## The input
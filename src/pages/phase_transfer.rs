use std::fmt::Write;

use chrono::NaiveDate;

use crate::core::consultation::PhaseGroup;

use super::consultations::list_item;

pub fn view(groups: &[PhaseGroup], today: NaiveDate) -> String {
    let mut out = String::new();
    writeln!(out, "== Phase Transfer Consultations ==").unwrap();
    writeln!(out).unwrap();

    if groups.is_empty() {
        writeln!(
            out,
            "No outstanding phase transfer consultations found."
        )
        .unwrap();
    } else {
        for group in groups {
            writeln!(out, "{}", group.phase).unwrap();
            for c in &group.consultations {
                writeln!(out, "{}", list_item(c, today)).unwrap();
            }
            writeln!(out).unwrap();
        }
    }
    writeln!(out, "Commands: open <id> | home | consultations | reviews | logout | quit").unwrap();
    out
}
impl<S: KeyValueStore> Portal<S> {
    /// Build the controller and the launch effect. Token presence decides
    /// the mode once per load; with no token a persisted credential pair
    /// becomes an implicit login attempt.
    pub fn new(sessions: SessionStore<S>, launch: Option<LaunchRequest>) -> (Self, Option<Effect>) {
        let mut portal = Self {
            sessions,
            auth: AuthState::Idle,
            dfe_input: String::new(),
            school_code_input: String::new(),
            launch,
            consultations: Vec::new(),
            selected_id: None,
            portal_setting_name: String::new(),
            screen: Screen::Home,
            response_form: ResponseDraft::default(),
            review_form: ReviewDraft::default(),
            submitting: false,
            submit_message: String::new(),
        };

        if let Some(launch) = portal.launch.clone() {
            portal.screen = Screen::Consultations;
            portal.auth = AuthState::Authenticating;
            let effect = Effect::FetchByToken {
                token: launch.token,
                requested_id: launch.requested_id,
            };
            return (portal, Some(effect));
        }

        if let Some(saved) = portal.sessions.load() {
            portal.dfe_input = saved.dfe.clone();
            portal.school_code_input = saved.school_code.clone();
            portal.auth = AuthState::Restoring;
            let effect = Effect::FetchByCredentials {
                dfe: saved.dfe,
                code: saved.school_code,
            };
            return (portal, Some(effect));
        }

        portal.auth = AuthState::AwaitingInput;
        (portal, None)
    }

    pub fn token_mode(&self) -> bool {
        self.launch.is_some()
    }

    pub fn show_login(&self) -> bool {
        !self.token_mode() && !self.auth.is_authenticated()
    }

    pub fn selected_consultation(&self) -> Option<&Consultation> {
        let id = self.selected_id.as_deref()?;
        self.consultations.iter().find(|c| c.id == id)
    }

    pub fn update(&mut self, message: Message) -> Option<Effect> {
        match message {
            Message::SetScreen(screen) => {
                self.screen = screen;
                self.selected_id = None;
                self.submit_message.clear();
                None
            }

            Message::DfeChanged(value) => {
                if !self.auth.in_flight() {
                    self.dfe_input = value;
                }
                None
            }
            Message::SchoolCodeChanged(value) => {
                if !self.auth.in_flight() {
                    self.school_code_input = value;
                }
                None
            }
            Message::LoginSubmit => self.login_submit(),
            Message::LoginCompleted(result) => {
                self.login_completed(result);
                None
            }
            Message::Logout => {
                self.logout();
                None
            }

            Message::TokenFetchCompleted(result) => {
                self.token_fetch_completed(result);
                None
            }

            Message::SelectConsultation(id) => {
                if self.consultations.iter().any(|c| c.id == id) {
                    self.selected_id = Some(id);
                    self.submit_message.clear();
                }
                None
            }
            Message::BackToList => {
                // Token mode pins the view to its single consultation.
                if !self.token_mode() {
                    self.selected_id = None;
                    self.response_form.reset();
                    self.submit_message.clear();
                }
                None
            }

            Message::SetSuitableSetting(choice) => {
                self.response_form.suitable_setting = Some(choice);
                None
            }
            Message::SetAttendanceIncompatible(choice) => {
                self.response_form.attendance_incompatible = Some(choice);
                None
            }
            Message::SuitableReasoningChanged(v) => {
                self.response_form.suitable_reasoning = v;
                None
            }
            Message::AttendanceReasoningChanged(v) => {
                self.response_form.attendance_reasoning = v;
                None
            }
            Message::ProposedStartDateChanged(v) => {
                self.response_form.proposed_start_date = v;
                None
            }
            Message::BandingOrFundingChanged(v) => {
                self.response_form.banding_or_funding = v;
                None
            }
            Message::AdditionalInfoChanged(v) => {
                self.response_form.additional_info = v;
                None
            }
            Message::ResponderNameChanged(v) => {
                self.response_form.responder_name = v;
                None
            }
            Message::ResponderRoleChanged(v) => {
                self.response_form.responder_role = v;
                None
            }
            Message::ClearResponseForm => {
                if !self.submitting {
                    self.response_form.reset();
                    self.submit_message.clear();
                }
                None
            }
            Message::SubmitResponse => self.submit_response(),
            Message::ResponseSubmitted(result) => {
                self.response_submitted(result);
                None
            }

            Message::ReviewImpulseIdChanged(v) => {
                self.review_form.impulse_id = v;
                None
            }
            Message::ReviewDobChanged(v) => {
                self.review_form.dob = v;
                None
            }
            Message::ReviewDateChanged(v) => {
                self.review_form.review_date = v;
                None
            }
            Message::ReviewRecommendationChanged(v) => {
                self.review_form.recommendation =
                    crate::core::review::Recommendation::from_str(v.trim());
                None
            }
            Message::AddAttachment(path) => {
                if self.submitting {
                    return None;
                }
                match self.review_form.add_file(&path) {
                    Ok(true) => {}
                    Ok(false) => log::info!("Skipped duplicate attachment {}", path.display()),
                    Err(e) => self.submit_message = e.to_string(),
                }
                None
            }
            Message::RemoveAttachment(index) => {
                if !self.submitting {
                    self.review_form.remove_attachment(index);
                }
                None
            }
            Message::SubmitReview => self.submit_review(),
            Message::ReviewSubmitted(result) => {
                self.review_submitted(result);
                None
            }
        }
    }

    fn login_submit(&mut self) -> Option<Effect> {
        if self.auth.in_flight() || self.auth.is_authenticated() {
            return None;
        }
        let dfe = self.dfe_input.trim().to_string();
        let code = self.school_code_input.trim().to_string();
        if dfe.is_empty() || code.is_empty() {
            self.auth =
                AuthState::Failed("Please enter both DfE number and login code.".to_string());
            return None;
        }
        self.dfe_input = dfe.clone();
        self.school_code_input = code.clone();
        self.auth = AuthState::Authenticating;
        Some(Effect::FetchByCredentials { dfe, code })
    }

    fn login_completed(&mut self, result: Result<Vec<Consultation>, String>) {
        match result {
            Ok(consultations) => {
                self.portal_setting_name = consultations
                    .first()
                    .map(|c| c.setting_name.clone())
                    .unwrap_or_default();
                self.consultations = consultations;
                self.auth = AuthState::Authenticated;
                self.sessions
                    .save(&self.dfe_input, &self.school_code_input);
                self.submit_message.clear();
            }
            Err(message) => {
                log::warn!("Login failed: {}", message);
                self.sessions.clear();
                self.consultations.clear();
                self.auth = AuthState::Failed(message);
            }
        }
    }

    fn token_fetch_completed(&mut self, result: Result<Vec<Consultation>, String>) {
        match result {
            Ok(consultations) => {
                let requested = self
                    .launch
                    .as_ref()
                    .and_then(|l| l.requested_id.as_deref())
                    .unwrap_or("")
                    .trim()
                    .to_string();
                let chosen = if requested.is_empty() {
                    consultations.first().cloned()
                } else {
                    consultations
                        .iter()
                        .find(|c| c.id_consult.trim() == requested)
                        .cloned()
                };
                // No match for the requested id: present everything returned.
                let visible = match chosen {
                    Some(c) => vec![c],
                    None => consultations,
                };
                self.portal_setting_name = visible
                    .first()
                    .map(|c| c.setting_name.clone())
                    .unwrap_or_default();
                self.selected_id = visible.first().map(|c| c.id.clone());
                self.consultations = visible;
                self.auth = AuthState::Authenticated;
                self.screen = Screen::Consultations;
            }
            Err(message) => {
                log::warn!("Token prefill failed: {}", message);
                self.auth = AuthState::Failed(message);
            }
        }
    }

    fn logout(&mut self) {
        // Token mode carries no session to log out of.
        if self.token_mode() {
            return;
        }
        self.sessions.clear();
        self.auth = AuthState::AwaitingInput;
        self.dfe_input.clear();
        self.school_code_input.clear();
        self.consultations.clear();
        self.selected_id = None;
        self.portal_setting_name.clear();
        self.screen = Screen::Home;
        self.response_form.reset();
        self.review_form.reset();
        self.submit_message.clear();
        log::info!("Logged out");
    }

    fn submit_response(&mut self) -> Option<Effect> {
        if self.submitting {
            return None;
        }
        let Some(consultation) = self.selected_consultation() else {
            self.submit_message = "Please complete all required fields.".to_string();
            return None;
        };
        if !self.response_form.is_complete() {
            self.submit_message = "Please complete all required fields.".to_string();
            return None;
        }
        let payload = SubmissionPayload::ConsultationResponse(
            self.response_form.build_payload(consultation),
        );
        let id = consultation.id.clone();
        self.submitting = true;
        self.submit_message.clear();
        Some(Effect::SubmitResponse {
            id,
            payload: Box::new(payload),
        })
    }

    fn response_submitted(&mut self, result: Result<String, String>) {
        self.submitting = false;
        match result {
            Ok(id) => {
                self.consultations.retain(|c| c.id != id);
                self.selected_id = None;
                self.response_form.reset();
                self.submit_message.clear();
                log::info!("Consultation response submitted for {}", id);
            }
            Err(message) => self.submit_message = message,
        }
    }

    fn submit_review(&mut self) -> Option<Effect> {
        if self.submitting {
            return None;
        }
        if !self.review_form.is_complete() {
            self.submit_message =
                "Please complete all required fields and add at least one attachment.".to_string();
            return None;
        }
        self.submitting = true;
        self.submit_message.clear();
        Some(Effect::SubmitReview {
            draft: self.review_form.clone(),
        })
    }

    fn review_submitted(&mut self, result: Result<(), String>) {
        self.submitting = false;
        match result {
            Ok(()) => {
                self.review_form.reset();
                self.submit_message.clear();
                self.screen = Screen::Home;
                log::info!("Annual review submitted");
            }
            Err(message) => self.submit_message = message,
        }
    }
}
...
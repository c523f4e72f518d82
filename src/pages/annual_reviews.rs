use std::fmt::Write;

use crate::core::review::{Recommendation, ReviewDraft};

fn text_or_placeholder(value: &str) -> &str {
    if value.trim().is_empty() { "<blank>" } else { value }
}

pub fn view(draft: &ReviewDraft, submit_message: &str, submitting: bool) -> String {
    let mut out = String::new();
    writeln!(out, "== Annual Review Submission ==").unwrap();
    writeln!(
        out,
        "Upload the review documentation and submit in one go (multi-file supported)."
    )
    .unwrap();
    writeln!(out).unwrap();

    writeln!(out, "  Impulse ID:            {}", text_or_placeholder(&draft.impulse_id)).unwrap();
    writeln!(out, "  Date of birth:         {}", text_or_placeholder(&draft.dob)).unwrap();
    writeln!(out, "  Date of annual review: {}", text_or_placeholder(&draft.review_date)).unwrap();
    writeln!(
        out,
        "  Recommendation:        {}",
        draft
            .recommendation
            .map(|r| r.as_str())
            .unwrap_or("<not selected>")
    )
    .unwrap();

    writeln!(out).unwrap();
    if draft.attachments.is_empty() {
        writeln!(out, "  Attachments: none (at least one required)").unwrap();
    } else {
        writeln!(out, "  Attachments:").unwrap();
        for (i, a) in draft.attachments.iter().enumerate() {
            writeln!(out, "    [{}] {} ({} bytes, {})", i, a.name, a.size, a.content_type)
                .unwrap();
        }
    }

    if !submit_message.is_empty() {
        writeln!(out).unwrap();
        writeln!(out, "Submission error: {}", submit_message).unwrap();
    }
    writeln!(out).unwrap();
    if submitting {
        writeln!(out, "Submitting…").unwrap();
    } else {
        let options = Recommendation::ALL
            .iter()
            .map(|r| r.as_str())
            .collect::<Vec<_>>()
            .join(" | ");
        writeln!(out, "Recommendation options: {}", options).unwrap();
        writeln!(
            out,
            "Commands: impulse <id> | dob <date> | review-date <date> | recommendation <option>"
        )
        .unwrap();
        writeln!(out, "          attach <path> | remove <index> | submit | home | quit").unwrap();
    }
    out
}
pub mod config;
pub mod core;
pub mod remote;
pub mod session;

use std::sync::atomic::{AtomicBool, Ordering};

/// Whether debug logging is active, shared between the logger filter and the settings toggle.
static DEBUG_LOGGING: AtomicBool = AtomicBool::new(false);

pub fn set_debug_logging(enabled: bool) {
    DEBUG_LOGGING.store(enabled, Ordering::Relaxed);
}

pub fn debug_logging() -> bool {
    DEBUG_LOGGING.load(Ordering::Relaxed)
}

## The task
Respond with the number of lines in the listing above that include the word "index", and with nothing more.

## Answer below
3